Log based recovery and shadow paging holds good if there is single transaction like updating the
address or so. But what will happen when there are multiple transactions which occur concurrently?
Same method of logging the logs can be followed. But since there are a concurrent transactions, order
and time of each transaction makes a great difference. Failing to maintain the order of transaction will
lead to wrong data while recovering. Also, transactions may have number of steps. Maintaining the log
for each step will increase the log file size. Again it will become an overhead to maintain a log file along
with these transactions. In addition performing redo operation is also an overhead because it is
executing the executed transaction again and again. It is not actually necessary. So our goal here
should be small log file with easy recovery of data in case of failure. To handle this
situation Checkpoints are introduced during the transaction.

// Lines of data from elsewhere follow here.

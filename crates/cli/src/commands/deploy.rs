// SPDX-License-Identifier: BUSL-1.1
// Copyright (c) 2026 Alfred Jean LLC

//! Deploy command: sync the app directory, then build and start it.

use std::path::{Path, PathBuf};
use std::sync::Arc;

use anyhow::{Context, Result};
use hp_core::{snapshot, AppConfig, BuildId};
use hp_wire::ErrorKind;

use crate::client::{ClientError, ControlClient};
use crate::exit_error::ExitError;
use crate::output::format_log;
use crate::upload::{expand_needed, upload_all, UploadSummary};

/// What a successful deploy did.
#[derive(Debug, Clone, PartialEq, Eq)]
pub struct Deployed {
    pub build_id: BuildId,
    pub address: String,
    pub removed: usize,
    pub uploaded: UploadSummary,
}

/// The app root is the directory holding the config file.
pub fn app_root(config_path: &Path) -> PathBuf {
    match config_path.parent() {
        Some(parent) if !parent.as_os_str().is_empty() => parent.to_path_buf(),
        _ => PathBuf::from("."),
    }
}

pub async fn deploy(client: &ControlClient, config_path: &Path, workers: usize) -> Result<Deployed> {
    let config_text = std::fs::read_to_string(config_path)
        .with_context(|| format!("could not read {}", config_path.display()))?;
    AppConfig::parse(&config_text)
        .with_context(|| format!("invalid config {}", config_path.display()))?;

    let root = app_root(config_path);
    let local = snapshot(&root).with_context(|| format!("could not scan {}", root.display()))?;

    let created = client.create_build(config_text, local.clone()).await?;
    let needed = expand_needed(&local, &created.need_files)?;
    tracing::info!(build_id = %created.build_id, files = needed.len(), "uploading");

    let transport = Arc::new(client.clone());
    let uploaded = upload_all(transport, &created.build_id, needed, &root, workers).await?;

    let started = match client.start_build(Some(&created.build_id)).await {
        Ok(started) => started,
        Err(ClientError::Rejected { kind: ErrorKind::CompileFailed, message, log }) => {
            if let Some(log) = log {
                eprint!("{}", format_log(&log));
            }
            return Err(ExitError::compile_failed(message).into());
        }
        Err(e) => return Err(e.into()),
    };

    Ok(Deployed {
        build_id: started.build_id,
        address: started.address,
        removed: created.removed,
        uploaded,
    })
}

pub async fn handle(client: &ControlClient, config_path: &Path, workers: usize) -> Result<()> {
    let deployed = deploy(client, config_path, workers).await?;
    println!(
        "Uploaded {} file(s), removed {} stale path(s)",
        deployed.uploaded.sent, deployed.removed
    );
    println!("Build {} running at {}", deployed.build_id, deployed.address);
    Ok(())
}

#[cfg(test)]
#[path = "deploy_tests.rs"]
mod tests;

Checkpoint acts like a bookmark. During the execution of transaction, such checkpoints are marked
and transaction is executed. The log files will be created as usual with the steps of transactions. When
it reaches the checkpoint, the transaction will be updated into database and all the logs till that point
will be removed from file. Log files then are updated with new steps of transaction till next checkpoint
and so on. Here care should be taken to create a checkpoint because, if any checkpoints are created
before any transaction is complete fully, and data is updated to database, it will not meet the purpose
of the log file and checkpoint. If checkpoints are created when each transaction is complete or where
the database is at consistent state, then it will be useful.

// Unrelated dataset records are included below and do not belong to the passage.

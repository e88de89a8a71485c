// SPDX-License-Identifier: BUSL-1.1
// Copyright (c) 2026 Alfred Jean LLC

//! Length-prefixed framing and JSON encoding.

use std::time::Duration;

use serde::de::DeserializeOwned;
use serde::Serialize;
use thiserror::Error;
use tokio::io::{AsyncRead, AsyncReadExt, AsyncWrite, AsyncWriteExt};

use super::{Request, Response};

/// Largest frame accepted in either direction (file bodies included).
pub const MAX_MESSAGE_SIZE: usize = 256 * 1024 * 1024;

/// Errors from reading or writing protocol frames
#[derive(Debug, Error)]
pub enum ProtocolError {
    #[error("IO error: {0}")]
    Io(#[from] std::io::Error),

    #[error("JSON error: {0}")]
    Json(#[from] serde_json::Error),

    #[error("message too large: {size} bytes (max {max})")]
    MessageTooLarge { size: usize, max: usize },

    #[error("connection closed")]
    ConnectionClosed,

    #[error("timed out")]
    Timeout,
}

/// Serialize a value to JSON (no length prefix).
pub fn encode<T: Serialize>(value: &T) -> Result<Vec<u8>, ProtocolError> {
    Ok(serde_json::to_vec(value)?)
}

/// Deserialize a value from JSON (no length prefix).
pub fn decode<T: DeserializeOwned>(bytes: &[u8]) -> Result<T, ProtocolError> {
    Ok(serde_json::from_slice(bytes)?)
}

/// Read one length-prefixed frame.
pub async fn read_message<R: AsyncRead + Unpin>(reader: &mut R) -> Result<Vec<u8>, ProtocolError> {
    let mut len_buf = [0u8; 4];
    match reader.read_exact(&mut len_buf).await {
        Ok(_) => {}
        Err(e) if e.kind() == std::io::ErrorKind::UnexpectedEof => {
            return Err(ProtocolError::ConnectionClosed)
        }
        Err(e) => return Err(e.into()),
    }

    let len = u32::from_be_bytes(len_buf) as usize;
    if len > MAX_MESSAGE_SIZE {
        return Err(ProtocolError::MessageTooLarge { size: len, max: MAX_MESSAGE_SIZE });
    }

    let mut buf = vec![0u8; len];
    match reader.read_exact(&mut buf).await {
        Ok(_) => Ok(buf),
        Err(e) if e.kind() == std::io::ErrorKind::UnexpectedEof => {
            Err(ProtocolError::ConnectionClosed)
        }
        Err(e) => Err(e.into()),
    }
}

/// Write one length-prefixed frame and flush.
pub async fn write_message<W: AsyncWrite + Unpin>(
    writer: &mut W,
    data: &[u8],
) -> Result<(), ProtocolError> {
    if data.len() > MAX_MESSAGE_SIZE {
        return Err(ProtocolError::MessageTooLarge { size: data.len(), max: MAX_MESSAGE_SIZE });
    }
    let len = data.len() as u32;
    writer.write_all(&len.to_be_bytes()).await?;
    writer.write_all(data).await?;
    writer.flush().await?;
    Ok(())
}

async fn with_timeout<T>(
    timeout: Duration,
    fut: impl std::future::Future<Output = Result<T, ProtocolError>>,
) -> Result<T, ProtocolError> {
    tokio::time::timeout(timeout, fut).await.map_err(|_| ProtocolError::Timeout)?
}

/// Read a request frame with timeout.
pub async fn read_request<R: AsyncRead + Unpin>(
    reader: &mut R,
    timeout: Duration,
) -> Result<Request, ProtocolError> {
    let bytes = with_timeout(timeout, read_message(reader)).await?;
    decode(&bytes)
}

/// Write a request frame with timeout.
pub async fn write_request<W: AsyncWrite + Unpin>(
    writer: &mut W,
    request: &Request,
    timeout: Duration,
) -> Result<(), ProtocolError> {
    let bytes = encode(request)?;
    with_timeout(timeout, write_message(writer, &bytes)).await
}

/// Read a response frame with timeout.
pub async fn read_response<R: AsyncRead + Unpin>(
    reader: &mut R,
    timeout: Duration,
) -> Result<Response, ProtocolError> {
    let bytes = with_timeout(timeout, read_message(reader)).await?;
    decode(&bytes)
}

/// Write a response frame with timeout.
pub async fn write_response<W: AsyncWrite + Unpin>(
    writer: &mut W,
    response: &Response,
    timeout: Duration,
) -> Result<(), ProtocolError> {
    let bytes = encode(response)?;
    with_timeout(timeout, write_message(writer, &bytes)).await
}

#[cfg(test)]
#[path = "wire_tests.rs"]
mod tests;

Suppose there are 4 concurrent transactions – T1, T2, T3 and T4. A checkpoint is added at the middle
of T1 and there is failure while executing T4. Let us see how a recovery system recovers the database
from this failure.
It starts reading the log files from the end to start, so that it can reverse the transactions. i.e.;
it reads log files from transaction T4 to T1.

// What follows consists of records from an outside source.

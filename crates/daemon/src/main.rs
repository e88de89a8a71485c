// SPDX-License-Identifier: BUSL-1.1
// Copyright (c) 2026 Alfred Jean LLC

//! hpd: the hotpush daemon.

use std::process::ExitCode;

use hp_daemon::{logging, serve, startup, Config, LifecycleError};
use tokio_util::sync::CancellationToken;
use tracing::{error, info};

#[tokio::main]
async fn main() -> ExitCode {
    let config = match Config::load() {
        Ok(config) => config,
        Err(e) => {
            eprintln!("hpd: {e}");
            return ExitCode::FAILURE;
        }
    };

    let _guard = match logging::init(&config) {
        Ok(guard) => guard,
        Err(e) => {
            eprintln!("hpd: {e}");
            return ExitCode::FAILURE;
        }
    };

    match run(config).await {
        Ok(()) => ExitCode::SUCCESS,
        Err(e) => {
            error!("Failed to start daemon: {}", e);
            ExitCode::FAILURE
        }
    }
}

async fn run(config: Config) -> Result<(), LifecycleError> {
    let result = startup(&config).await?;
    info!(version = env!("CARGO_PKG_VERSION"), "hpd ready");

    let cancel = CancellationToken::new();
    let server = tokio::spawn(serve(result, cancel.clone()));

    wait_for_signal().await?;
    info!("signal received, stopping");
    cancel.cancel();
    let _ = server.await;
    Ok(())
}

#[cfg(unix)]
async fn wait_for_signal() -> Result<(), LifecycleError> {
    use tokio::signal::unix::{signal, SignalKind};

    let mut term = signal(SignalKind::terminate())?;
    tokio::select! {
        result = tokio::signal::ctrl_c() => result?,
        _ = term.recv() => {}
    }
    Ok(())
}

#[cfg(not(unix))]
async fn wait_for_signal() -> Result<(), LifecycleError> {
    tokio::signal::ctrl_c().await?;
    Ok(())
}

Recovery system always maintains undo log and redo log. The log entries in the undo log will be
used to undo the transactions where as entries in the redo list will be re executed. The
transactions are put into redo list if it reads the log files with (<Tn, Start>, <Tn, Commit>)
or <Tn , Commit>. That means, it lists all the transactions that are fully complete into redo
list to re execute after the recovery. In above example, transactions T2 andT3 will have (<Tn,
Start>, <Tn, Commit>) in the log file. The transaction T1 will have only <Tn, Commit> in the
log file. This because, the transaction is committed after the checkpoint is crossed. Hence all
the logs with<Tn, Start>, are already written to the database and log file is removed for
those steps. Hence it puts T1, T2 and T3 into redo list.
The logs with only <Tn, Start> are put into undo list because they are not complete and can
lead to inconsistent state of DB. In above example T4 will be put into undo list since this
transaction is not yet complete and failed amid.
This is how a DBMS recovers the data in case concurrent transaction failure.